> _ACTIVITY_:
Set down all the entries again, word for word.
========
//! Configuration error types.

use std::path::PathBuf;
use thiserror::Error;

/// Result type for configuration operations.
pub type ConfigResult<T> = Result<T, ConfigError>;

/// Errors raised while loading or validating configuration.
///
/// Variants that describe key material never embed the offending value;
/// only template placeholder text is safe to echo back.
#[derive(Debug, Error)]
pub enum ConfigError {
    #[error("{var} is empty")]
    EmptyValue { var: String },

    #[error("{var}: key #{index} is empty (stray comma?)")]
    EmptyKey { var: String, index: usize },

    #[error("{var}: key #{index} contains whitespace; keys must be comma-separated with no spaces")]
    KeyWhitespace { var: String, index: usize },

    #[error("{var}: key #{index} contains a comma; list each key as its own element")]
    KeySeparator { var: String, index: usize },

    #[error("{var} still holds the template placeholder '{value}'; set a real API key")]
    Placeholder { var: String, value: String },

    #[error("{var} holds {count} keys but this provider takes a single key")]
    SingleKeyExpected { var: String, count: usize },

    #[error("env file not found: {0}")]
    EnvFileNotFound(PathBuf),

    #[error("env file template not found: {0}")]
    TemplateNotFound(PathBuf),

    #[error("malformed env file line {line} (expected KEY=VALUE)")]
    MalformedEnvLine { line: usize },

    #[error("settings file not found: {0}")]
    SettingsNotFound(PathBuf),

    #[error("failed to parse {path}: {source}")]
    SettingsParse {
        path: PathBuf,
        #[source]
        source: toml::de::Error,
    },

    #[error("IO error: {0}")]
    Io(#[from] std::io::Error),
}

impl ConfigError {
    /// Create an empty-key error for one list element.
    pub fn empty_key(var: impl Into<String>, index: usize) -> Self {
        Self::EmptyKey { var: var.into(), index }
    }

    /// Create a whitespace error for one list element.
    pub fn key_whitespace(var: impl Into<String>, index: usize) -> Self {
        Self::KeyWhitespace { var: var.into(), index }
    }

    /// Create a placeholder error, echoing the template text.
    pub fn placeholder(var: impl Into<String>, value: impl Into<String>) -> Self {
        Self::Placeholder { var: var.into(), value: value.into() }
    }
}
//! Credential and settings contract for the MPT deployment stack.
//!
//! The web UI and API containers consume one shared env file and an
//! optional `config.toml` at the stack root. This crate owns that contract:
//!
//! - Provider credential sets (single key or comma-separated list)
//! - Environment-over-settings precedence, resolved once at startup
//! - Env file bootstrap and template placeholder detection
//! - Masked key rendering for logs and console output

pub mod credentials;
pub mod envfile;
pub mod error;
pub mod settings;

// Re-export common types
pub use credentials::{is_placeholder, parse_key_list, ApiKey, CredentialSet, KeySource, Provider};
pub use envfile::{Bootstrap, EnvFile, ENV_FILE, ENV_TEMPLATE};
pub use error::{ConfigError, ConfigResult};
pub use settings::{KeyMaterial, Settings, SETTINGS_FILE, SETTINGS_TEMPLATE};
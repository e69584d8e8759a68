//! Deployment pre-flight integration tests.
//!
//! These exercise the full pre-flight path (env file bootstrap, credential
//! checks, descriptor validation, settings fallback) against a throwaway
//! stack directory. Tests that need a live container runtime are ignored
//! by default.

use std::fs;

use tempfile::TempDir;

use mpt_compose::{ComposeCli, ComposeFile};
use mpt_config::{Bootstrap, CredentialSet, EnvFile, Provider, Settings};

/// Lay out a minimal stack directory: descriptor, env template, settings
/// template.
fn stack_fixture() -> TempDir {
    let dir = TempDir::new().unwrap();
    fs::write(
        dir.path().join("docker-compose.yml"),
        r#"services:
  webui:
    build: .
    container_name: moneyprinterturbo-webui
    ports:
      - "8501:8501"
    env_file:
      - .env
    restart: unless-stopped
    depends_on:
      - api
  api:
    build: .
    container_name: moneyprinterturbo-api
    ports:
      - "8080:8080"
    env_file:
      - .env
    restart: unless-stopped
"#,
    )
    .unwrap();
    fs::write(
        dir.path().join("env.example"),
        "PEXELS_API_KEYS=your_pexels_api_key_here\n\
         PIXABAY_API_KEYS=your_pixabay_api_key_here\n\
         OPENAI_API_KEY=your_openai_api_key_here\n",
    )
    .unwrap();
    fs::write(
        dir.path().join("config.example.toml"),
        "listen_port = 8080\n\n[app]\npexels_api_keys = []\n",
    )
    .unwrap();
    dir
}

/// First run: the env file is created from the template and still holds
/// placeholders, so deployment must not proceed.
#[test]
fn first_run_bootstraps_env_file_and_blocks_on_placeholders() {
    let dir = stack_fixture();
    let env_path = dir.path().join(".env");

    let outcome = EnvFile::bootstrap(&env_path, dir.path().join("env.example")).unwrap();
    assert_eq!(outcome, Bootstrap::Created);

    let env_file = EnvFile::load(&env_path).unwrap();
    let required: Vec<&str> = Provider::ALL.iter().map(Provider::env_var).collect();
    let flagged = env_file.placeholders(required.iter().copied());
    assert_eq!(flagged.len(), 3);
}

/// Second run with real keys: placeholders gone, the descriptor validates,
/// and the access ports resolve.
#[test]
fn edited_env_file_passes_pre_flight() {
    let dir = stack_fixture();
    let env_path = dir.path().join(".env");
    fs::write(
        &env_path,
        "PEXELS_API_KEYS=pexels-key-111111,pexels-key-222222\n\
         PIXABAY_API_KEYS=pixabay-key-333333\n\
         OPENAI_API_KEY=sk-openai-444444\n",
    )
    .unwrap();

    let env_file = EnvFile::load(&env_path).unwrap();
    let required: Vec<&str> = Provider::ALL.iter().map(Provider::env_var).collect();
    assert!(env_file.placeholders(required.iter().copied()).is_empty());
    assert!(env_file.missing(required.iter().copied()).is_empty());

    let compose = ComposeFile::load(dir.path().join("docker-compose.yml")).unwrap();
    compose.validate(dir.path()).unwrap();
    assert_eq!(
        compose.service("webui").unwrap().published_port(),
        Some(8501)
    );
    assert_eq!(compose.service("api").unwrap().published_port(), Some(8080));
}

/// The settings file supplies key material when the environment does not.
#[test]
fn settings_fallback_supplies_credentials() {
    let dir = stack_fixture();
    fs::write(
        dir.path().join("config.toml"),
        "[app]\npexels_api_keys = [\"file-key-111111\", \"file-key-222222\"]\n",
    )
    .unwrap();

    let settings = Settings::load(dir.path()).unwrap();
    let material = settings.key_material(Provider::Pexels).unwrap();
    let set = CredentialSet::from_settings(Provider::Pexels, &material).unwrap();
    assert_eq!(set.len(), 2);
    // Only the masked form ever reaches the console.
    assert!(!set.masked_summary().contains("file-key-111111"));
}

/// Live runtime detection.
#[tokio::test]
#[ignore = "requires docker or docker-compose on PATH"]
async fn detects_container_runtime() {
    let cli = ComposeCli::detect().await.unwrap();
    println!("runtime: {} ({})", cli.program().display(), cli.flavor());
}
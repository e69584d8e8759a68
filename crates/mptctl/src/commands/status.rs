//! `status`: render service status.

use std::process::ExitCode;

use super::Context;

pub async fn run(ctx: &Context) -> anyhow::Result<ExitCode> {
    let (_, driver) = ctx.driver().await?;
    let statuses = driver.ps().await?;
    if statuses.is_empty() {
        ctx.console.warn("no containers found (is the stack up?)");
        return Ok(ExitCode::SUCCESS);
    }

    let service_width = statuses.iter().map(|s| s.service.len()).max().unwrap_or(0);
    let container_width = statuses
        .iter()
        .map(|s| s.container.len())
        .max()
        .unwrap_or(0);
    for status in &statuses {
        let line = format!(
            "{:<service_width$}  {:<container_width$}  [{}] {}",
            status.service,
            status.container,
            ctx.console.state(&status.state),
            status.detail
        );
        if status.is_up() {
            ctx.console.ok(&line);
        } else {
            ctx.console.warn(&line);
        }
    }
    Ok(ExitCode::SUCCESS)
}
========
> _REPLY TO THE EXERCISE_:
//! Configuration error types.

use std::path::PathBuf;
use thiserror::Error;

/// Result type for configuration operations.
pub type ConfigResult<T> = Result<T, ConfigError>;

/// Errors raised while loading or validating configuration.
///
/// Variants that describe key material never embed the offending value;
/// only template placeholder text is safe to echo back.
#[derive(Debug, Error)]
pub enum ConfigError {
    #[error("{var} is empty")]
    EmptyValue { var: String },

    #[error("{var}: key #{index} is empty (stray comma?)")]
    EmptyKey { var: String, index: usize },

    #[error("{var}: key #{index} contains whitespace; keys must be comma-separated with no spaces")]
    KeyWhitespace { var: String, index: usize },

    #[error("{var}: key #{index} contains a comma; list each key as its own element")]
    KeySeparator { var: String, index: usize },

    #[error("{var} still holds the template placeholder '{value}'; set a real API key")]
    Placeholder { var: String, value: String },

    #[error("{var} holds {count} keys but this provider takes a single key")]
    SingleKeyExpected { var: String, count: usize },

    #[error("env file not found: {0}")]
    EnvFileNotFound(PathBuf),

    #[error("env file template not found: {0}")]
    TemplateNotFound(PathBuf),

    #[error("malformed env file line {line} (expected KEY=VALUE)")]
    MalformedEnvLine { line: usize },

    #[error("settings file not found: {0}")]
    SettingsNotFound(PathBuf),

    #[error("failed to parse {path}: {source}")]
    SettingsParse {
        path: PathBuf,
        #[source]
        source: toml::de::Error,
    },

    #[error("IO error: {0}")]
    Io(#[from] std::io::Error),
}

impl ConfigError {
    /// Create an empty-key error for one list element.
    pub fn empty_key(var: impl Into<String>, index: usize) -> Self {
        Self::EmptyKey { var: var.into(), index }
    }

    /// Create a whitespace error for one list element.
    pub fn key_whitespace(var: impl Into<String>, index: usize) -> Self {
        Self::KeyWhitespace { var: var.into(), index }
    }

    /// Create a placeholder error, echoing the template text.
    pub fn placeholder(var: impl Into<String>, value: impl Into<String>) -> Self {
        Self::Placeholder { var: var.into(), value: value.into() }
    }
}
//! Credential and settings contract for the MPT deployment stack.
//!
//! The web UI and API containers consume one shared env file and an
//! optional `config.toml` at the stack root. This crate owns that contract:
//!
//! - Provider credential sets (single key or comma-separated list)
//! - Environment-over-settings precedence, resolved once at startup
//! - Env file bootstrap and template placeholder detection
//! - Masked key rendering for logs and console output

pub mod credentials;
pub mod envfile;
pub mod error;
pub mod settings;

// Re-export common types
pub use credentials::{is_placeholder, parse_key_list, ApiKey, CredentialSet, KeySource, Provider};
pub use envfile::{Bootstrap, EnvFile, ENV_FILE, ENV_TEMPLATE};
pub use error::{ConfigError, ConfigResult};
pub use settings::{KeyMaterial, Settings, SETTINGS_FILE, SETTINGS_TEMPLATE};
repository e69584d8e8759a68
//! Deployment pre-flight integration tests.
//!
//! These exercise the full pre-flight path (env file bootstrap, credential
//! checks, descriptor validation, settings fallback) against a throwaway
//! stack directory. Tests that need a live container runtime are ignored
//! by default.

use std::fs;

use tempfile::TempDir;

use mpt_compose::{ComposeCli, ComposeFile};
use mpt_config::{Bootstrap, CredentialSet, EnvFile, Provider, Settings};

/// Lay out a minimal stack directory: descriptor, env template, settings
/// template.
fn stack_fixture() -> TempDir {
    let dir = TempDir::new().unwrap();
    fs::write(
        dir.path().join("docker-compose.yml"),
        r#"services:
  webui:
    build: .
    container_name: moneyprinterturbo-webui
    ports:
      - "8501:8501"
    env_file:
      - .env
    restart: unless-stopped
    depends_on:
      - api
  api:
    build: .
    container_name: moneyprinterturbo-api
    ports:
      - "8080:8080"
    env_file:
      - .env
    restart: unless-stopped
"#,
    )
    .unwrap();
    fs::write(
        dir.path().join("env.example"),
        "PEXELS_API_KEYS=your_pexels_api_key_here\n\
         PIXABAY_API_KEYS=your_pixabay_api_key_here\n\
         OPENAI_API_KEY=your_openai_api_key_here\n",
    )
    .unwrap();
    fs::write(
        dir.path().join("config.example.toml"),
        "listen_port = 8080\n\n[app]\npexels_api_keys = []\n",
    )
    .unwrap();
    dir
}

/// First run: the env file is created from the template and still holds
/// placeholders, so deployment must not proceed.
#[test]
fn first_run_bootstraps_env_file_and_blocks_on_placeholders() {
    let dir = stack_fixture();
    let env_path = dir.path().join(".env");

    let outcome = EnvFile::bootstrap(&env_path, dir.path().join("env.example")).unwrap();
    assert_eq!(outcome, Bootstrap::Created);

    let env_file = EnvFile::load(&env_path).unwrap();
    let required: Vec<&str> = Provider::ALL.iter().map(Provider::env_var).collect();
    let flagged = env_file.placeholders(required.iter().copied());
    assert_eq!(flagged.len(), 3);
}

/// Second run with real keys: placeholders gone, the descriptor validates,
/// and the access ports resolve.
#[test]
fn edited_env_file_passes_pre_flight() {
    let dir = stack_fixture();
    let env_path = dir.path().join(".env");
    fs::write(
        &env_path,
        "PEXELS_API_KEYS=pexels-key-111111,pexels-key-222222\n\
         PIXABAY_API_KEYS=pixabay-key-333333\n\
         OPENAI_API_KEY=sk-openai-444444\n",
    )
    .unwrap();

    let env_file = EnvFile::load(&env_path).unwrap();
    let required: Vec<&str> = Provider::ALL.iter().map(Provider::env_var).collect();
    assert!(env_file.placeholders(required.iter().copied()).is_empty());
    assert!(env_file.missing(required.iter().copied()).is_empty());

    let compose = ComposeFile::load(dir.path().join("docker-compose.yml")).unwrap();
    compose.validate(dir.path()).unwrap();
    assert_eq!(
        compose.service("webui").unwrap().published_port(),
        Some(8501)
    );
    assert_eq!(compose.service("api").unwrap().published_port(), Some(8080));
}

/// The settings file supplies key material when the environment does not.
#[test]
fn settings_fallback_supplies_credentials() {
    let dir = stack_fixture();
    fs::write(
        dir.path().join("config.toml"),
        "[app]\npexels_api_keys = [\"file-key-111111\", \"file-key-222222\"]\n",
    )
    .unwrap();

    let settings = Settings::load(dir.path()).unwrap();
    let material = settings.key_material(Provider::Pexels).unwrap();
    let set = CredentialSet::from_settings(Provider::Pexels, &material).unwrap();
    assert_eq!(set.len(), 2);
    // Only the masked form ever reaches the console.
    assert!(!set.masked_summary().contains("file-key-111111"));
}

/// Live runtime detection.
#[tokio::test]
#[ignore = "requires docker or docker-compose on PATH"]
async fn detects_container_runtime() {
    let cli = ComposeCli::detect().await.unwrap();
    println!("runtime: {} ({})", cli.program().display(), cli.flavor());
}
repository e69584d8e8759a68
filename crates/mptctl/src/commands/status.rs
//! `status`: render service status.

use std::process::ExitCode;

use super::Context;

pub async fn run(ctx: &Context) -> anyhow::Result<ExitCode> {
    let (_, driver) = ctx.driver().await?;
    let statuses = driver.ps().await?;
    if statuses.is_empty() {
        ctx.console.warn("no containers found (is the stack up?)");
        return Ok(ExitCode::SUCCESS);
    }

    let service_width = statuses.iter().map(|s| s.service.len()).max().unwrap_or(0);
    let container_width = statuses
        .iter()
        .map(|s| s.container.len())
        .max()
        .unwrap_or(0);
    for status in &statuses {
        let line = format!(
            "{:<service_width$}  {:<container_width$}  [{}] {}",
            status.service,
            status.container,
            ctx.console.state(&status.state),
            status.detail
        );
        if status.is_up() {
            ctx.console.ok(&line);
        } else {
            ctx.console.warn(&line);
        }
    }
    Ok(ExitCode::SUCCESS)
}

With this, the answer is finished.